Slightly before the competition, Dan diverts the bus he is riding to Socrates' station, only to find that Socrates has vanished without a trace. At the arena, he attempts to teach his teammate Tommy what he has learned, but fails due to Tommy's emotional insecurity and lack of comprehension. Dan then is called upon for his turn to perform on the still rings. While he does his routine, Dan performs flawlessly just like his previous tryouts. Moments before he completes his routine, Socrates is in his thoughts asking him three questions: "Where are you, Dan?" "Here." "What time is it?" "Now." "What are You?" "This Moment." Dan then performs triple consecutive flips, with the commentators frantically speaking and the judges staring at him in amazement. He then dismounts, and the rings swing outwards, eventually touching each other. The screen goes black, leaving his last moment unknown.

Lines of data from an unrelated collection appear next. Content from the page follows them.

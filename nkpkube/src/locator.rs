use std::{
    fs,
    path::{Path, PathBuf},
};

use tracing::debug;

use crate::error::{ConnectError, Result};
use crate::picker::{pick_one, Picker};

pub const MANAGEMENT_PROMPT: &str = "Select management kubeconfig > ";

/// A management cluster kubeconfig stored on disk.
#[derive(Debug, Clone, PartialEq, Eq, PartialOrd, Ord)]
pub struct CredentialFile {
    path: PathBuf,
}

impl CredentialFile {
    pub fn new(path: impl Into<PathBuf>) -> Self {
        Self { path: path.into() }
    }

    pub fn path(&self) -> &Path {
        &self.path
    }

    pub fn display_name(&self) -> String {
        self.path
            .file_name()
            .map(|name| name.to_string_lossy().into_owned())
            .unwrap_or_else(|| self.path.display().to_string())
    }
}

/// Every non-directory entry of `dir`, sorted by path.
pub fn list_credentials(dir: &Path) -> Result<Vec<CredentialFile>> {
    let context = || format!("Reading kubeconfig directory {}", dir.display());

    let mut files = Vec::new();
    for entry in fs::read_dir(dir).map_err(|err| ConnectError::io(context(), err))? {
        let entry = entry.map_err(|err| ConnectError::io(context(), err))?;
        let file_type = entry
            .file_type()
            .map_err(|err| ConnectError::io(context(), err))?;
        if !file_type.is_dir() {
            files.push(CredentialFile::new(entry.path()));
        }
    }

    files.sort();
    Ok(files)
}

pub fn locate_credential(dir: &Path, picker: &mut dyn Picker) -> Result<CredentialFile> {
    let files = list_credentials(dir)?;
    debug!(count = files.len(), dir = %dir.display(), "found management kubeconfigs");

    let chosen = pick_one(
        picker,
        MANAGEMENT_PROMPT,
        files,
        CredentialFile::display_name,
        None,
        || ConnectError::NotFound(format!("No kubeconfig files found in {}", dir.display())),
    )?;

    println!("Using kubeconfig: {}", chosen.display_name());
    Ok(chosen)
}
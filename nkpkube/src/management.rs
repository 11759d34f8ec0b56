//! Access to the management cluster selected on disk.

use std::collections::BTreeMap;

use async_trait::async_trait;
use chrono::{DateTime, Utc};
use k8s_openapi::api::core::v1::Secret;
use k8s_openapi::apimachinery::pkg::apis::meta::v1::Time;
use kube::{
    api::{Api, ApiResource, DynamicObject, GroupVersionKind, ListParams},
    config::{KubeConfigOptions, Kubeconfig},
    Client, Config, ResourceExt,
};
use tracing::debug;

use crate::directory::{
    ClusterRecord, ClusterSource, CLUSTER_GROUP, CLUSTER_KIND, CLUSTER_PLURAL, CLUSTER_VERSION,
};
use crate::error::{ConnectError, Result};
use crate::locator::CredentialFile;
use crate::secret::SecretSource;

/// Client for one management cluster, built from its kubeconfig's current context.
#[derive(Clone)]
pub struct ManagementHandle {
    client: Client,
}

impl ManagementHandle {
    pub async fn connect(file: &CredentialFile) -> Result<Self> {
        let kubeconfig = Kubeconfig::read_from(file.path())
            .map_err(|err| ConnectError::kubeconfig(file.path(), err))?;
        let config = Config::from_custom_kubeconfig(kubeconfig, &KubeConfigOptions::default())
            .await
            .map_err(|err| ConnectError::kubeconfig(file.path(), err))?;
        debug!(server = %config.cluster_url, "connecting to management cluster");

        let client = Client::try_from(config)
            .map_err(|err| ConnectError::upstream("Creating kubernetes client", err))?;

        Ok(Self { client })
    }

    fn clusters(&self) -> Api<DynamicObject> {
        let gvk = GroupVersionKind::gvk(CLUSTER_GROUP, CLUSTER_VERSION, CLUSTER_KIND);
        let resource = ApiResource::from_gvk_with_plural(&gvk, CLUSTER_PLURAL);
        Api::all_with(self.client.clone(), &resource)
    }
}

#[async_trait]
impl ClusterSource for ManagementHandle {
    async fn list_clusters(&self) -> Result<Vec<ClusterRecord>> {
        let list = self
            .clusters()
            .list(&ListParams::default())
            .await
            .map_err(|err| ConnectError::upstream("Listing Cluster API clusters", err))?;

        Ok(list.items.into_iter().map(ClusterRecord::from).collect())
    }
}

#[async_trait]
impl SecretSource for ManagementHandle {
    async fn secret_data(
        &self,
        namespace: &str,
        name: &str,
    ) -> Result<Option<BTreeMap<String, Vec<u8>>>> {
        let secrets: Api<Secret> = Api::namespaced(self.client.clone(), namespace);
        let secret = secrets.get_opt(name).await.map_err(|err| {
            ConnectError::upstream(
                format!("Fetching secret '{name}' in namespace '{namespace}'"),
                err,
            )
        })?;

        Ok(secret.map(|secret| {
            secret
                .data
                .unwrap_or_default()
                .into_iter()
                .map(|(key, value)| (key, value.0))
                .collect()
        }))
    }
}

impl From<DynamicObject> for ClusterRecord {
    fn from(obj: DynamicObject) -> Self {
        ClusterRecord {
            name: obj.name_any(),
            namespace: obj.namespace().unwrap_or_default(),
            created_at: obj.creation_timestamp().as_ref().and_then(to_utc),
            labels: obj.labels().clone(),
            annotations: obj.annotations().clone(),
        }
    }
}

// Goes through the wire format so this does not care which time crate k8s-openapi is built on.
fn to_utc(time: &Time) -> Option<DateTime<Utc>> {
    let serde_json::Value::String(raw) = serde_json::to_value(time).ok()? else {
        return None;
    };
    DateTime::parse_from_rfc3339(&raw)
        .ok()
        .map(|parsed| parsed.with_timezone(&Utc))
}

The postscript states that Dan and his Berkeley Gymnastics Team won their first National title. It is implied at the end, in a postscript appearing on screen, that Dan of the film and Dan the author of the book on which the film is based are one and the same. It is also stated that the latter Dan lives with his wife Joy.

==Cast==
- Scott Mechlowicz as Dan Millman
- Nick Nolte as Socrates "Soc"
- Amy Smart as Joy
- Tim DeKay as Coach Garrick
- Ashton Holmes as Tommy
- Paul Wesley as Trevor
- B. J. Britt as Kyle
- Agnes Bruckner as Susie
- Scott Caudill as Thug One (as Scott 'Jesic' Caudill)

==Production==
According to Nolte, “I’ve known this book since the late seventies. I had gone through the sixties with the peace movement, resistance of the war, civil rights. Millman had written this book about spiritual discovery in a novel. It was very open and readable and it appealed to a lot of people. At that time that it was offered to me, way, way back like 19 years ago I didn’t feel as close or the importance of the message in this piece as I do now.”

==Reception==
 Metacritic, which uses a weighted average, assigned the film a score of 40 out of 100, based on 23 critics, indicating "mixed or average" reviews.

Roger Ebert of the Chicago Sun-Times gave the film two and a half out of four stars.